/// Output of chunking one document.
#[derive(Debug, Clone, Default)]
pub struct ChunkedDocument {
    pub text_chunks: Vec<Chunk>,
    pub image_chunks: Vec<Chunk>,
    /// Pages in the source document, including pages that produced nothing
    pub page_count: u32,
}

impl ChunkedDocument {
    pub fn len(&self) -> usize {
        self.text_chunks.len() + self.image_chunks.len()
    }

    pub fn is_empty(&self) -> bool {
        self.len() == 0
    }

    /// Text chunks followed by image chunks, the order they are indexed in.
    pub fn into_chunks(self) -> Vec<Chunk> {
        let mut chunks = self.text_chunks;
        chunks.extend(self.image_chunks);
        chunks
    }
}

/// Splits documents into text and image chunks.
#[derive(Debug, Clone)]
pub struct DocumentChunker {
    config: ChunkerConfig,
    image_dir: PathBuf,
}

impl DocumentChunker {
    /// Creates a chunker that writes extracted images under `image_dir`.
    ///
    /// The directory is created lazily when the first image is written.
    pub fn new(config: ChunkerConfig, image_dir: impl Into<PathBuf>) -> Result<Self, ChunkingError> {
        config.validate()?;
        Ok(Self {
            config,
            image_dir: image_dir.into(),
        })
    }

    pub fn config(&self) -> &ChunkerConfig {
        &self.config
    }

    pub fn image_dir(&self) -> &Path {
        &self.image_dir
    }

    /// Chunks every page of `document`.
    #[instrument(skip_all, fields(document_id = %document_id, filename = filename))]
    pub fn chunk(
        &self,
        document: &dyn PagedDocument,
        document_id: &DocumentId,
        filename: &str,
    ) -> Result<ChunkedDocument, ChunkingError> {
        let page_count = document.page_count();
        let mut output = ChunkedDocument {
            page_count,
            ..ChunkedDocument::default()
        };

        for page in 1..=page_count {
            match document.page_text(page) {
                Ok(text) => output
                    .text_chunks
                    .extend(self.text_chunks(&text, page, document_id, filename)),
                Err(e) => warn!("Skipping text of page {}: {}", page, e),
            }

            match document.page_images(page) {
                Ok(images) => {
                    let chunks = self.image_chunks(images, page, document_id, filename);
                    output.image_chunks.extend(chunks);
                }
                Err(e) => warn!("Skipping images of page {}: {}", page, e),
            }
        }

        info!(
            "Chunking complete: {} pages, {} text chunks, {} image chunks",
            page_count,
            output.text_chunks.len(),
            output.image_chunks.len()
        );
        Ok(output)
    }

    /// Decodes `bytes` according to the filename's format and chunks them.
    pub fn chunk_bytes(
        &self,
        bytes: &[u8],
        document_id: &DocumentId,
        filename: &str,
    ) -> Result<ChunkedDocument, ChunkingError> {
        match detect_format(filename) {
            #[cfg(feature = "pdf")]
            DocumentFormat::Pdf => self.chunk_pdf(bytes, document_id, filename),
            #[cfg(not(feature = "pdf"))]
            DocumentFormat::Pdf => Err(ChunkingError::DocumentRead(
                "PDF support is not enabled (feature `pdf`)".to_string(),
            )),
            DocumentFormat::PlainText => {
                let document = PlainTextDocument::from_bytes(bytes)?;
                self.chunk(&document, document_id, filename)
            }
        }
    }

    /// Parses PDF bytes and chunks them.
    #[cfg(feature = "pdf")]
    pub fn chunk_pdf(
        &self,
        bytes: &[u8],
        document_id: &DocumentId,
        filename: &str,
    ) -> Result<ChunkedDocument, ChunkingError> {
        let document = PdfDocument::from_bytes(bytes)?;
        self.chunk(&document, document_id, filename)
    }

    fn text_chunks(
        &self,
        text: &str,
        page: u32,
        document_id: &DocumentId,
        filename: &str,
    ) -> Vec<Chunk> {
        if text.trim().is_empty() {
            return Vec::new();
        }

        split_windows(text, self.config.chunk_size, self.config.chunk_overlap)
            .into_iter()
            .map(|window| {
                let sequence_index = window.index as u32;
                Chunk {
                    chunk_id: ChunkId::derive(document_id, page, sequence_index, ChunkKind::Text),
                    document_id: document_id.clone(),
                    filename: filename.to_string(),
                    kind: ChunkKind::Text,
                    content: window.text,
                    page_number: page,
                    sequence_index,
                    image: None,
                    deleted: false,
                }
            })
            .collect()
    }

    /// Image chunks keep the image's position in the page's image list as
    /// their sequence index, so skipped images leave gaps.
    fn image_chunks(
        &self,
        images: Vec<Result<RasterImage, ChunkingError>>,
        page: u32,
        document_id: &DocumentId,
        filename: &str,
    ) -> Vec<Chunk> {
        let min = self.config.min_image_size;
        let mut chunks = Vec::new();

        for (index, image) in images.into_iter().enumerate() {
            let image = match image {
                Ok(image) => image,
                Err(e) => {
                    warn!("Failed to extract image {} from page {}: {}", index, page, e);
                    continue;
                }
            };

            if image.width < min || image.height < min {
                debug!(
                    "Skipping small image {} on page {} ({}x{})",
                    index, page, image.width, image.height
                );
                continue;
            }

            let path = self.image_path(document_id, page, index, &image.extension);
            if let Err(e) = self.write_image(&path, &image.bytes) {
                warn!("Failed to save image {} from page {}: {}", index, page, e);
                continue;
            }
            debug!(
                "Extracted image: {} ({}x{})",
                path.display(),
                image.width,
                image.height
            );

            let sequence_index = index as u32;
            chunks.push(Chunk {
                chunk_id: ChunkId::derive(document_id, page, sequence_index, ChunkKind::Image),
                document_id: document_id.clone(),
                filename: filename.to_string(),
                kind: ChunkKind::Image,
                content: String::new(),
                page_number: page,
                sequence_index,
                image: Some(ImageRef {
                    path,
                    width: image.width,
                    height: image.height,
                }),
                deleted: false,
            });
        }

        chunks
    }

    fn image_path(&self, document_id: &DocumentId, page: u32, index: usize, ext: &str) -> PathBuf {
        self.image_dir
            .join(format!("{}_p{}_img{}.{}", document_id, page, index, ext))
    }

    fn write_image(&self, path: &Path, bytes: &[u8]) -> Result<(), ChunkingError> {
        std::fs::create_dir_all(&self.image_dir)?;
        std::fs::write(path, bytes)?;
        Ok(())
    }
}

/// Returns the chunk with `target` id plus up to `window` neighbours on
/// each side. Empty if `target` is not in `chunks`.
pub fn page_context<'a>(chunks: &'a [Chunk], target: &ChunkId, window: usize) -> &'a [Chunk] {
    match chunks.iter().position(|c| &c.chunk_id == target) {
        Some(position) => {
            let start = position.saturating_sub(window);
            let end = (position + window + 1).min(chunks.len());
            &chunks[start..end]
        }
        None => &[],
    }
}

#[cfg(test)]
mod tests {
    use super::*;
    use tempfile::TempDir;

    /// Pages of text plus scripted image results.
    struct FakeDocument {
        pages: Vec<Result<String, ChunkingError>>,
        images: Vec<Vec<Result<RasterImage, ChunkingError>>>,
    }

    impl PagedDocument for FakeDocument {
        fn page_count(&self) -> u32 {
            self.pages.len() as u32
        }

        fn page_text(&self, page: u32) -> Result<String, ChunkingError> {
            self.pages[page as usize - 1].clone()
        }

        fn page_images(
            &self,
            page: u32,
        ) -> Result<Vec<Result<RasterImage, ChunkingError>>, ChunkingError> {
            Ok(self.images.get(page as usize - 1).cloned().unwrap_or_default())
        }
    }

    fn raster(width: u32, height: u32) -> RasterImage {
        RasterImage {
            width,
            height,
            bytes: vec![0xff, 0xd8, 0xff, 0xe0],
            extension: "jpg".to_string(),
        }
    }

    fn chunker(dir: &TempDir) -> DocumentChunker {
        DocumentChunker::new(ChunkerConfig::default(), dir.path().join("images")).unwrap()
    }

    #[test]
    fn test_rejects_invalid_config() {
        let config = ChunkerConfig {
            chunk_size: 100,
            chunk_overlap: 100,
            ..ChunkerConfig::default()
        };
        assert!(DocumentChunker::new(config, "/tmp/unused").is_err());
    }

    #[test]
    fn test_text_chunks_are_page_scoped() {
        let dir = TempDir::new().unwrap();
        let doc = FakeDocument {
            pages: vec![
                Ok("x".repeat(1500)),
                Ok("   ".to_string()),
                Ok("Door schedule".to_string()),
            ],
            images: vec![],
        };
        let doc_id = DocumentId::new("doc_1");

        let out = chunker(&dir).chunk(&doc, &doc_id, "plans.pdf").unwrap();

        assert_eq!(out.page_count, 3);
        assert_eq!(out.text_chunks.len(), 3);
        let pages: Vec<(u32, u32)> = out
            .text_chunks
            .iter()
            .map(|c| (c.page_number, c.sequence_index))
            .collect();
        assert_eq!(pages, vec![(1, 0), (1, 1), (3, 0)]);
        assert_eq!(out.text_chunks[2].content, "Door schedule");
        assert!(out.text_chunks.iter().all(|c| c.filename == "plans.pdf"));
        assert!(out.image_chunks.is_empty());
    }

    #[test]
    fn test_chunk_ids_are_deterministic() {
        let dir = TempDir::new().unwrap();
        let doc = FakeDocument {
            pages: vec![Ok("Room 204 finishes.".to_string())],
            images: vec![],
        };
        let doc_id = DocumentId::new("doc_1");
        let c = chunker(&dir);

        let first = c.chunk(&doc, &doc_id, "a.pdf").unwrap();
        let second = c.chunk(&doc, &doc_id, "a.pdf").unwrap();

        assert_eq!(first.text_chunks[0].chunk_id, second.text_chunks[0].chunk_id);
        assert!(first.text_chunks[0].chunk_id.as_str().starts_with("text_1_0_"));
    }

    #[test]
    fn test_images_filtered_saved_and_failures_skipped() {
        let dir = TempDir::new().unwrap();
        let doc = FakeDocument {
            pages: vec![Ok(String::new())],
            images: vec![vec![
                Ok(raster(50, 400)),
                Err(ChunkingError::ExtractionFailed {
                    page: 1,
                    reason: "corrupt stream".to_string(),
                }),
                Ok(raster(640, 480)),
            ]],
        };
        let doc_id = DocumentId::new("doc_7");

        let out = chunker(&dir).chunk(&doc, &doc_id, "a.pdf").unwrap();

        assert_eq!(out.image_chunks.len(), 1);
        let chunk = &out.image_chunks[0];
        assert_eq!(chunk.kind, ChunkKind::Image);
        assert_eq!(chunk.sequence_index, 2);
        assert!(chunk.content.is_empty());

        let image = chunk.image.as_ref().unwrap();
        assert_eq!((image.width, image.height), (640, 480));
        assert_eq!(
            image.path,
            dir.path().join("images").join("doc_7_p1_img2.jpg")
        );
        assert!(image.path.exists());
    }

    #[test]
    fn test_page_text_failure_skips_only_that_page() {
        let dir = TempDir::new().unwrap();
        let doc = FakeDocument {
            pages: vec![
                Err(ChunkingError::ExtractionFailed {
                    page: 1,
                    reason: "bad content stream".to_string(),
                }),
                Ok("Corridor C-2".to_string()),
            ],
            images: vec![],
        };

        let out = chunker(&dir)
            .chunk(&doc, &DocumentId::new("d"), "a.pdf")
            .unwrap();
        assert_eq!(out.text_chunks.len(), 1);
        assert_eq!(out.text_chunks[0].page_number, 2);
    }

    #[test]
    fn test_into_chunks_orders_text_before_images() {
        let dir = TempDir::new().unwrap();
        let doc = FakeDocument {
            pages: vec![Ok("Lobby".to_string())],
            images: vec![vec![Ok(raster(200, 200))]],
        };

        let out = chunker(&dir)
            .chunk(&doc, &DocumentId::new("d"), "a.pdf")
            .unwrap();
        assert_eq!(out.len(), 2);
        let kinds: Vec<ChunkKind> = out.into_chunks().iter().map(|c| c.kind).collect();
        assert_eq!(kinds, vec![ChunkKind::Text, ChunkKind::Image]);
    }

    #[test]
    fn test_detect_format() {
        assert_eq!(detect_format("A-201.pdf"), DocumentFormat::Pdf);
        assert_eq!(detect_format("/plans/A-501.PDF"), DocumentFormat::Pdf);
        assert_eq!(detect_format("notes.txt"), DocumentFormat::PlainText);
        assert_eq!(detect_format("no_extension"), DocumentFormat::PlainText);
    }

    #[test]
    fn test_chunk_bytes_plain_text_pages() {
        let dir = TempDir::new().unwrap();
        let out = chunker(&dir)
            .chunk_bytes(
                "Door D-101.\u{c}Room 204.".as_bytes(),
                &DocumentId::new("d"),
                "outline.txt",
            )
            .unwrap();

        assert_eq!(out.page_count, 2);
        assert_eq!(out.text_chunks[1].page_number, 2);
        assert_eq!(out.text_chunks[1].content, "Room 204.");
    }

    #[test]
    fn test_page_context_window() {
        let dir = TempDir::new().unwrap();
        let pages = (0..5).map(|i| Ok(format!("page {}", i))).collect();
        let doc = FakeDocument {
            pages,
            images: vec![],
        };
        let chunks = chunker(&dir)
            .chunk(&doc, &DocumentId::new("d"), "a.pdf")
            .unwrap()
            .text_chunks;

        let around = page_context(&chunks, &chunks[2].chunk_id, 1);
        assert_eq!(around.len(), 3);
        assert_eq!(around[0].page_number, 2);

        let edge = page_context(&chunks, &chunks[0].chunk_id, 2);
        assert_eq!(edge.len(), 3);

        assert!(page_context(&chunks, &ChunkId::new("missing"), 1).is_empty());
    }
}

--------------------------------

* _Problem statement_
Nothing but an exact copy of the lines from the first one above through the line holding "let mut chunks = self.text_chunks;" should be returned.

* _Answer section_
/// Output of chunking one document.
#[derive(Debug, Clone, Default)]
pub struct ChunkedDocument {
    pub text_chunks: Vec<Chunk>,
    pub image_chunks: Vec<Chunk>,
    /// Pages in the source document, including pages that produced nothing
    pub page_count: u32,
}

impl ChunkedDocument {
    pub fn len(&self) -> usize {
        self.text_chunks.len() + self.image_chunks.len()
    }

    pub fn is_empty(&self) -> bool {
        self.len() == 0
    }

    /// Text chunks followed by image chunks, the order they are indexed in.
    pub fn into_chunks(self) -> Vec<Chunk> {
        let mut chunks = self.text_chunks;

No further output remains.